Pasta terá Fazenda, Planejamento e Indústria

O presidente eleito Jair Bolsonaro (PSL) decidiu ontem criar o superministério da Economia, que abrigará na mesma estrutura as pastas da Fazenda, Planejamento, e Indústria e Comércio Exterior. A decisão, anunciada após a primeira reunião com a sua equipe depois da vitória, dá a dimensão também dos superpoderes que o economista Paulo Guedes terá.

Apelidado de “Posto Ipiranga” pelo capitão da reserva durante a campanha, ele havia ficado contrariado quando Bolsonaro, na semana passada, sinalizou que poderia recuar da ideia de fusão dos ministérios e dar autonomia à área de Indústria e Comércio. Guedes teria entendido como uma perda de poder e prestígio.

A criação do superministério da Economia colocará nas mãos de Guedes o controle do caixa da União e também toda a programação orçamentária federal. Se hoje o ministro da Fazenda já é poderoso, pois comanda o Tesouro Nacional e a formulação da política econômica, ele passará a centralizar a decisão de como cada centavo será gasto. Caberá aos outros ministros bater à porta de Guedes quando quiserem recursos.

Como se não bastasse isso, o superministro também terá o controle das maiores estatais do setor financeiro. Caixa e Banco do Brasil já estavam ligados à estrutura da Fazenda, mas o BNDES estava subordinado ao Planejamento. Agora, o banco de fomento, instrumento importante para o financiamento do setor produtivo, também irá para o guardachuva da Economia.

Guedes vai comandar também o dia a dia da máquina pública, a gestão de pessoal, do patrimônio da União, além da secretaria de gestão das empresas estatais e a interlocução com o empresariado.

A união dos ministérios foi criticada pela Confederação Nacional da Indústria (CNI) e por outras entidades do setor. Questionado, Guedes ironizou pedidos de incentivos fiscais.

—Interessante. No programa, os três (ministérios)já estavam juntos. Foi criticado pelo setor? Pelos industriais? Está havendo uma desindustrialização há 30 anos. Nós vamos salvar a indústria brasileira, apesar dos industriais— atacou o futuro ministro de Bolsonaro.
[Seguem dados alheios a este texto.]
//! comanda-sync - keeps a local view of active orders in sync.
//!
//! Loads the active orders, then reads push envelopes as newline delimited
//! JSON (`{"topic": "/topic/pedido/1", "event": {...}}`) from stdin and
//! reconciles them into the cache. Exits on EOF.

use comanda_client::{ClientConfig, Comanda, TopicMessage};
use comanda_engine::Topic;
use tokio::io::{AsyncBufReadExt, BufReader};
use tracing_subscriber::{layer::SubscriberExt, util::SubscriberInitExt};

#[tokio::main]
async fn main() -> Result<(), Box<dyn std::error::Error>> {
    // Initialize tracing
    tracing_subscriber::registry()
        .with(
            tracing_subscriber::EnvFilter::try_from_default_env()
                .unwrap_or_else(|_| "comanda_client=debug,comanda_engine=info".into()),
        )
        .with(tracing_subscriber::fmt::layer())
        .init();

    // Load configuration
    dotenvy::dotenv().ok();
    let config = ClientConfig::from_env()?;

    tracing::info!("Starting comanda-sync against {}", config.api_url);

    let (client, mut dropped) = Comanda::new(config)?;
    tokio::spawn(async move {
        while let Some(op) = dropped.recv().await {
            tracing::error!(id = op.id, kind = ?op.kind, "Operation dropped: {}", op.error.user_message());
        }
    });

    match client.store.fetch_active().await {
        Ok(orders) => tracing::info!(count = orders.len(), "Loaded active orders"),
        Err(e) => tracing::warn!("Initial load failed: {}", e.user_message()),
    }
    let _gc = client.store.spawn_gc();

    // Wire push topics into the store
    let (bridge, handle) = client.bridge(256);
    let bridge_task = tokio::spawn(bridge.run());
    let mut subscriptions = Vec::new();
    let mut forwards = Vec::new();

    let mut lines = BufReader::new(tokio::io::stdin()).lines();
    while let Some(line) = lines.next_line().await? {
        let line = line.trim();
        if line.is_empty() {
            continue;
        }

        let message: TopicMessage = match serde_json::from_str(line) {
            Ok(message) => message,
            Err(e) => {
                tracing::warn!("Invalid push envelope: {}", e);
                continue;
            }
        };

        let Some(topic) = Topic::parse(&message.topic) else {
            tracing::warn!(topic = %message.topic, "Unknown topic");
            continue;
        };
        if !client.topics.topics().contains(&topic) {
            let (id, events) = client.topics.subscribe(topic);
            subscriptions.push(id);
            forwards.push(handle.forward(events));
        }

        let delivered = client.topics.deliver(&message.topic, &message.event);
        tracing::debug!(topic = %message.topic, delivered, "Push delivered");
    }

    tracing::info!("Input closed, shutting down");
    for id in &subscriptions {
        client.topics.unsubscribe(id);
    }
    for forward in forwards {
        forward.await?;
    }
    drop(handle);
    bridge_task.await?;

    Ok(())
}
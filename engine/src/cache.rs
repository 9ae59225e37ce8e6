//! Normalized order cache.
//!
//! Orders are stored once, keyed by id, next to per-entry metadata that
//! drives the staleness and expiry policy:
//!
//! - an entry is *stale* once `now - timestamp > stale_threshold`; stale
//!   entries are still served but revalidated on the next read
//! - an entry is *expired* once `now - timestamp > ttl`; expired entries are
//!   evicted by [`OrderCache::gc`]
//!
//! The cache never talks to the network. [`OrderCache::lookup`] tells the
//! caller whether a read can be served locally or needs a (conditional)
//! request.

use crate::{Order, OrderId, Timestamp, UnitId, Version};
use serde::{Deserialize, Serialize};
use std::collections::{BTreeMap, HashMap};

/// Cache tuning knobs, all durations in milliseconds.
#[derive(Debug, Clone, Copy, PartialEq, Eq, Serialize, Deserialize)]
#[serde(rename_all = "camelCase")]
pub struct CacheConfig {
    /// Hard expiry of an entry
    pub ttl: u64,
    /// Soft capacity; exceeding it triggers a sweep on insert
    pub max_items: usize,
    /// Period of the background sweep
    pub gc_interval: u64,
    /// Age after which an entry is revalidated before use
    pub stale_threshold: u64,
}

impl Default for CacheConfig {
    fn default() -> Self {
        Self {
            ttl: 5 * 60 * 1000,
            max_items: 100,
            gc_interval: 60 * 1000,
            stale_threshold: 30 * 1000,
        }
    }
}

/// Where a cache entry last came from.
#[derive(Debug, Clone, Copy, PartialEq, Eq, Serialize, Deserialize)]
#[serde(rename_all = "lowercase")]
pub enum Provenance {
    Fetch,
    Mutation,
    Push,
}

#[derive(Debug, Clone, PartialEq, Eq, Serialize, Deserialize)]
#[serde(rename_all = "camelCase")]
pub struct EntryMetadata {
    /// Last fetch or write instant
    pub timestamp: Timestamp,
    pub version: Version,
    pub etag: Option<String>,
    pub provenance: Provenance,
}

/// Outcome of a cached read.
#[derive(Debug, Clone, PartialEq, Eq)]
pub enum CacheLookup {
    /// Fresh entry, serve without a request
    Fresh(Order),
    /// Entry is stale or a refresh was forced; revalidate with the etag
    Revalidate { etag: Option<String> },
    /// Nothing cached
    Miss,
}

#[derive(Debug, Clone, Default)]
pub struct OrderCache {
    config: CacheConfig,
    orders: HashMap<OrderId, Order>,
    metadata: HashMap<OrderId, EntryMetadata>,
    focus: Option<OrderId>,
}

impl OrderCache {
    pub fn new(config: CacheConfig) -> Self {
        Self {
            config,
            ..Self::default()
        }
    }

    pub fn config(&self) -> &CacheConfig {
        &self.config
    }

    /// Insert or replace an order and refresh its metadata.
    ///
    /// When the cache grows past `max_items`, expired entries are swept.
    pub fn upsert(&mut self, order: Order, now: Timestamp, provenance: Provenance) {
        let id = order.id;
        self.metadata.insert(
            id,
            EntryMetadata {
                timestamp: now,
                version: order.version,
                etag: order.etag.clone(),
                provenance,
            },
        );
        self.orders.insert(id, order);

        if self.orders.len() > self.config.max_items {
            self.gc(now);
        }
    }

    pub fn evict(&mut self, id: OrderId) -> Option<Order> {
        self.metadata.remove(&id);
        if self.focus == Some(id) {
            self.focus = None;
        }
        self.orders.remove(&id)
    }

    pub fn get(&self, id: OrderId) -> Option<&Order> {
        self.orders.get(&id)
    }

    pub fn metadata(&self, id: OrderId) -> Option<&EntryMetadata> {
        self.metadata.get(&id)
    }

    pub fn contains(&self, id: OrderId) -> bool {
        self.orders.contains_key(&id)
    }

    /// Missing entries count as stale.
    pub fn is_stale(&self, id: OrderId, now: Timestamp) -> bool {
        self.metadata
            .get(&id)
            .map_or(true, |meta| now.saturating_sub(meta.timestamp) > self.config.stale_threshold)
    }

    /// Refresh the timestamp of an entry the server confirmed unchanged.
    /// Returns the cached order.
    pub fn touch(&mut self, id: OrderId, now: Timestamp) -> Option<&Order> {
        let meta = self.metadata.get_mut(&id)?;
        meta.timestamp = now;
        self.orders.get(&id)
    }

    /// Decide how a read of `id` must be served.
    pub fn lookup(&self, id: OrderId, force: bool, now: Timestamp) -> CacheLookup {
        match (self.orders.get(&id), self.metadata.get(&id)) {
            (Some(order), Some(_)) if !force && !self.is_stale(id, now) => {
                tracing::debug!(order_id = id, "cache hit");
                CacheLookup::Fresh(order.clone())
            }
            (Some(_), Some(meta)) => {
                tracing::debug!(order_id = id, force, "cache revalidate");
                CacheLookup::Revalidate {
                    etag: meta.etag.clone(),
                }
            }
            _ => {
                tracing::debug!(order_id = id, "cache miss");
                CacheLookup::Miss
            }
        }
    }

    /// Evict every entry older than the ttl. Returns how many were removed.
    pub fn gc(&mut self, now: Timestamp) -> usize {
        let ttl = self.config.ttl;
        let expired: Vec<OrderId> = self
            .metadata
            .iter()
            .filter(|(_, meta)| now.saturating_sub(meta.timestamp) > ttl)
            .map(|(id, _)| *id)
            .collect();

        for id in &expired {
            self.evict(*id);
        }

        if !expired.is_empty() {
            tracing::debug!(removed = expired.len(), remaining = self.orders.len(), "cache gc");
        }
        expired.len()
    }

    pub fn clear(&mut self) {
        self.orders.clear();
        self.metadata.clear();
        self.focus = None;
    }

    pub fn len(&self) -> usize {
        self.orders.len()
    }

    pub fn is_empty(&self) -> bool {
        self.orders.is_empty()
    }

    // Views. Ordered by id so callers get a stable listing.

    pub fn all(&self) -> Vec<&Order> {
        let mut orders: Vec<&Order> = self.orders.values().collect();
        orders.sort_by_key(|order| order.id);
        orders
    }

    /// Orders in `CREATED` or `IN_PROGRESS`.
    pub fn active(&self) -> Vec<&Order> {
        self.all().into_iter().filter(|o| o.is_active()).collect()
    }

    pub fn finalized(&self) -> Vec<&Order> {
        self.all()
            .into_iter()
            .filter(|o| o.status == crate::OrderStatus::Finalized)
            .collect()
    }

    pub fn by_unit(&self) -> BTreeMap<UnitId, Vec<&Order>> {
        let mut map: BTreeMap<UnitId, Vec<&Order>> = BTreeMap::new();
        for order in self.all() {
            map.entry(order.unit_id).or_default().push(order);
        }
        map
    }

    pub fn active_count(&self) -> usize {
        self.orders.values().filter(|o| o.is_active()).count()
    }

    // Focus: the order currently being worked on.

    pub fn set_focus(&mut self, id: OrderId) {
        self.focus = Some(id);
    }

    pub fn clear_focus(&mut self) {
        self.focus = None;
    }

    pub fn focus(&self) -> Option<OrderId> {
        self.focus
    }

    /// The focused order, if it is still cached.
    pub fn focused(&self) -> Option<&Order> {
        self.focus.and_then(|id| self.orders.get(&id))
    }
}

#[cfg(test)]
mod tests {
    use super::*;
    use crate::order::fixtures::order;
    use crate::OrderStatus;

    fn cache() -> OrderCache {
        OrderCache::new(CacheConfig::default())
    }

    #[test]
    fn upsert_records_metadata() {
        let mut cache = cache();
        let mut o = order(1, 3);
        o.etag = Some("\"3\"".into());
        cache.upsert(o, 1_000, Provenance::Fetch);

        let meta = cache.metadata(1).unwrap();
        assert_eq!(meta.timestamp, 1_000);
        assert_eq!(meta.version, 3);
        assert_eq!(meta.etag.as_deref(), Some("\"3\""));
        assert_eq!(meta.provenance, Provenance::Fetch);
    }

    #[test]
    fn staleness_bound() {
        let mut cache = cache();
        assert!(cache.is_stale(1, 0));

        cache.upsert(order(1, 1), 0, Provenance::Fetch);
        assert!(!cache.is_stale(1, 30_000));
        assert!(cache.is_stale(1, 30_001));
    }

    #[test]
    fn lookup_paths() {
        let mut cache = cache();
        assert_eq!(cache.lookup(1, false, 0), CacheLookup::Miss);

        let mut o = order(1, 1);
        o.etag = Some("e1".into());
        cache.upsert(o.clone(), 0, Provenance::Fetch);

        assert_eq!(cache.lookup(1, false, 10_000), CacheLookup::Fresh(o));
        assert_eq!(
            cache.lookup(1, true, 10_000),
            CacheLookup::Revalidate {
                etag: Some("e1".into())
            }
        );
        assert_eq!(
            cache.lookup(1, false, 31_000),
            CacheLookup::Revalidate {
                etag: Some("e1".into())
            }
        );
    }

    #[test]
    fn touch_refreshes_timestamp_only() {
        let mut cache = cache();
        cache.upsert(order(1, 2), 0, Provenance::Push);

        let touched = cache.touch(1, 40_000).cloned().unwrap();
        assert_eq!(touched.version, 2);
        let meta = cache.metadata(1).unwrap();
        assert_eq!(meta.timestamp, 40_000);
        assert_eq!(meta.provenance, Provenance::Push);
        assert!(!cache.is_stale(1, 40_000));

        assert!(cache.touch(99, 0).is_none());
    }

    #[test]
    fn gc_evicts_expired() {
        let mut cache = cache();
        cache.upsert(order(1, 1), 0, Provenance::Fetch);
        cache.upsert(order(2, 1), 200_000, Provenance::Fetch);
        cache.set_focus(1);

        assert_eq!(cache.gc(300_001), 1);
        assert!(cache.get(1).is_none());
        assert!(cache.metadata(1).is_none());
        assert!(cache.get(2).is_some());
        assert_eq!(cache.focus(), None);
    }

    #[test]
    fn capacity_triggers_gc() {
        let mut cache = OrderCache::new(CacheConfig {
            max_items: 2,
            ..CacheConfig::default()
        });
        cache.upsert(order(1, 1), 0, Provenance::Fetch);
        cache.upsert(order(2, 1), 0, Provenance::Fetch);
        cache.upsert(order(3, 1), 400_000, Provenance::Fetch);

        assert_eq!(cache.len(), 1);
        assert!(cache.contains(3));
    }

    #[test]
    fn views() {
        let mut cache = cache();
        let mut done = order(1, 1);
        done.status = OrderStatus::Finalized;
        let mut other_unit = order(2, 1);
        other_unit.unit_id = 8;
        let mut progress = order(3, 1);
        progress.status = OrderStatus::InProgress;

        cache.upsert(done, 0, Provenance::Fetch);
        cache.upsert(other_unit, 0, Provenance::Fetch);
        cache.upsert(progress, 0, Provenance::Fetch);

        let active: Vec<_> = cache.active().iter().map(|o| o.id).collect();
        assert_eq!(active, vec![2, 3]);
        assert_eq!(cache.active_count(), 2);
        assert_eq!(cache.finalized().len(), 1);

        let by_unit = cache.by_unit();
        assert_eq!(by_unit[&5].len(), 2);
        assert_eq!(by_unit[&8].len(), 1);
    }

    #[test]
    fn focus_follows_evict_and_clear() {
        let mut cache = cache();
        cache.upsert(order(1, 1), 0, Provenance::Fetch);
        cache.set_focus(1);
        assert_eq!(cache.focused().map(|o| o.id), Some(1));

        cache.evict(1);
        assert_eq!(cache.focus(), None);

        cache.upsert(order(2, 1), 0, Provenance::Fetch);
        cache.set_focus(2);
        cache.clear();
        assert!(cache.is_empty());
        assert_eq!(cache.focus(), None);
    }
}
A crítica de Guedes se refere ao que ele considera um excessivo lobby por benefícios fiscais e proteção contra o mercado externo:

—O que aconteceu é que o Ministério da Indústria e Comércio acabou se transformando em uma trincheira da Primeira Guerra Mundial, defendendo subsídios, desonerações, coisas que prejudicam a indústria brasileira.

Polêmicas na campanha

Em nota, o presidente da CNI, Robson Andrade, reiterou que a entidade é contrária à extinção do Ministério da Indústria, Comércio Exterior:

“Precisamos de um ministério com um papel específico, que não seja atrelado à Fazenda, mais preocupada em arrecadar impostos e administrar as contas públicas (...) Nenhuma grande economia do mundo abre mão de ter um ministério responsável pela indústria e pelo comércio exterior forte e atuante”.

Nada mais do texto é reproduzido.